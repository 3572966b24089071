//! Unified error model for the dynamic-columns component.
//! Binding/lifecycle misuse and persisted-state corruption are surfaced through
//! this enum; per-cell expression failures are NOT errors at this level (they
//! render inline, see the generator module).

use serde::{Deserialize, Serialize};
use std::fmt::{Display, Formatter};

#[derive(Debug, Clone, Serialize, Deserialize)]
#[serde(tag = "type", rename_all = "snake_case")]
pub enum ColumnsError {
    /// `set_target` was called with a different target after one was bound.
    AlreadyBound { message: String },
    /// A binding operation received an absent target.
    NullTarget { message: String },
    /// Reconciliation or a scoped operation ran before a target was bound.
    NotBound { message: String },
    /// The persisted column document does not have the expected shape.
    InvalidPersistedState { message: String },
    /// Unexpected codec/storage failure while writing state.
    Internal { message: String },
}

impl ColumnsError {
    pub fn message(&self) -> &str {
        match self {
            ColumnsError::AlreadyBound { message }
            | ColumnsError::NullTarget { message }
            | ColumnsError::NotBound { message }
            | ColumnsError::InvalidPersistedState { message }
            | ColumnsError::Internal { message } => message.as_str(),
        }
    }

    pub fn kind_str(&self) -> &'static str {
        match self {
            ColumnsError::AlreadyBound { .. } => "already_bound",
            ColumnsError::NullTarget { .. } => "null_target",
            ColumnsError::NotBound { .. } => "not_bound",
            ColumnsError::InvalidPersistedState { .. } => "invalid_persisted_state",
            ColumnsError::Internal { .. } => "internal",
        }
    }

    pub fn already_bound<S: Into<String>>(msg: S) -> Self { ColumnsError::AlreadyBound { message: msg.into() } }
    pub fn null_target<S: Into<String>>(msg: S) -> Self { ColumnsError::NullTarget { message: msg.into() } }
    pub fn not_bound<S: Into<String>>(msg: S) -> Self { ColumnsError::NotBound { message: msg.into() } }
    pub fn invalid_persisted_state<S: Into<String>>(msg: S) -> Self { ColumnsError::InvalidPersistedState { message: msg.into() } }
    pub fn internal<S: Into<String>>(msg: S) -> Self { ColumnsError::Internal { message: msg.into() } }
}

impl Display for ColumnsError {
    fn fmt(&self, f: &mut Formatter<'_>) -> std::fmt::Result {
        write!(f, "{}: {}", self.kind_str(), self.message())
    }
}

impl std::error::Error for ColumnsError {}

pub type ColumnsResult<T> = Result<T, ColumnsError>;

#[cfg(test)]
mod tests {
    use super::*;

    #[test]
    fn kind_strings() {
        assert_eq!(ColumnsError::already_bound("x").kind_str(), "already_bound");
        assert_eq!(ColumnsError::null_target("x").kind_str(), "null_target");
        assert_eq!(ColumnsError::not_bound("x").kind_str(), "not_bound");
        assert_eq!(ColumnsError::invalid_persisted_state("x").kind_str(), "invalid_persisted_state");
        assert_eq!(ColumnsError::internal("x").kind_str(), "internal");
    }

    #[test]
    fn display_includes_kind_and_message() {
        let e = ColumnsError::not_bound("target has not been set");
        assert_eq!(e.to_string(), "not_bound: target has not been set");
        assert_eq!(e.message(), "target has not been set");
    }
}
//! Ad hoc computed columns for tabular data views.
//!
//! Column definitions are scoped per (view, table) pairing, persisted as a
//! user-settings blob, and reconciled onto the live table whenever they
//! change; each cell renders through a pluggable expression engine with
//! failures contained to the single cell.

pub mod action;
pub mod codec;
pub mod config;
pub mod error;
pub mod eval;
pub mod generator;
pub mod manager;
pub mod model;
pub mod settings;

pub use action::{attach_dynamic_columns, AttachOptions, EditColumnsAction};
pub use error::{ColumnsError, ColumnsResult};
pub use manager::DynamicColumnsManager;
pub use model::DynamicColumn;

**What this task involves**
The response has to give back every record verbatim.

**Reply**
repository 3572966b24089071
//! Unified error model for the dynamic-columns component.
//! Binding/lifecycle misuse and persisted-state corruption are surfaced through
//! this enum; per-cell expression failures are NOT errors at this level (they
//! render inline, see the generator module).

use serde::{Deserialize, Serialize};
use std::fmt::{Display, Formatter};

#[derive(Debug, Clone, Serialize, Deserialize)]
#[serde(tag = "type", rename_all = "snake_case")]
pub enum ColumnsError {
    /// `set_target` was called with a different target after one was bound.
    AlreadyBound { message: String },
    /// A binding operation received an absent target.
    NullTarget { message: String },
    /// Reconciliation or a scoped operation ran before a target was bound.
    NotBound { message: String },
    /// The persisted column document does not have the expected shape.
    InvalidPersistedState { message: String },
    /// Unexpected codec/storage failure while writing state.
    Internal { message: String },
}

impl ColumnsError {
    pub fn message(&self) -> &str {
        match self {
            ColumnsError::AlreadyBound { message }
            | ColumnsError::NullTarget { message }
            | ColumnsError::NotBound { message }
            | ColumnsError::InvalidPersistedState { message }
            | ColumnsError::Internal { message } => message.as_str(),
        }
    }

    pub fn kind_str(&self) -> &'static str {
        match self {
            ColumnsError::AlreadyBound { .. } => "already_bound",
            ColumnsError::NullTarget { .. } => "null_target",
            ColumnsError::NotBound { .. } => "not_bound",
            ColumnsError::InvalidPersistedState { .. } => "invalid_persisted_state",
            ColumnsError::Internal { .. } => "internal",
        }
    }

    pub fn already_bound<S: Into<String>>(msg: S) -> Self { ColumnsError::AlreadyBound { message: msg.into() } }
    pub fn null_target<S: Into<String>>(msg: S) -> Self { ColumnsError::NullTarget { message: msg.into() } }
    pub fn not_bound<S: Into<String>>(msg: S) -> Self { ColumnsError::NotBound { message: msg.into() } }
    pub fn invalid_persisted_state<S: Into<String>>(msg: S) -> Self { ColumnsError::InvalidPersistedState { message: msg.into() } }
    pub fn internal<S: Into<String>>(msg: S) -> Self { ColumnsError::Internal { message: msg.into() } }
}

impl Display for ColumnsError {
    fn fmt(&self, f: &mut Formatter<'_>) -> std::fmt::Result {
        write!(f, "{}: {}", self.kind_str(), self.message())
    }
}

impl std::error::Error for ColumnsError {}

pub type ColumnsResult<T> = Result<T, ColumnsError>;

#[cfg(test)]
mod tests {
    use super::*;

    #[test]
    fn kind_strings() {
        assert_eq!(ColumnsError::already_bound("x").kind_str(), "already_bound");
        assert_eq!(ColumnsError::null_target("x").kind_str(), "null_target");
        assert_eq!(ColumnsError::not_bound("x").kind_str(), "not_bound");
        assert_eq!(ColumnsError::invalid_persisted_state("x").kind_str(), "invalid_persisted_state");
        assert_eq!(ColumnsError::internal("x").kind_str(), "internal");
    }

    #[test]
    fn display_includes_kind_and_message() {
        let e = ColumnsError::not_bound("target has not been set");
        assert_eq!(e.to_string(), "not_bound: target has not been set");
        assert_eq!(e.message(), "target has not been set");
    }
}
//! Ad hoc computed columns for tabular data views.
//!
//! Column definitions are scoped per (view, table) pairing, persisted as a
//! user-settings blob, and reconciled onto the live table whenever they
//! change; each cell renders through a pluggable expression engine with
//! failures contained to the single cell.

pub mod action;
pub mod codec;
pub mod config;
pub mod error;
pub mod eval;
pub mod generator;
pub mod manager;
pub mod model;
pub mod settings;

pub use action::{attach_dynamic_columns, AttachOptions, EditColumnsAction};
pub use error::{ColumnsError, ColumnsResult};
pub use manager::DynamicColumnsManager;
pub use model::DynamicColumn;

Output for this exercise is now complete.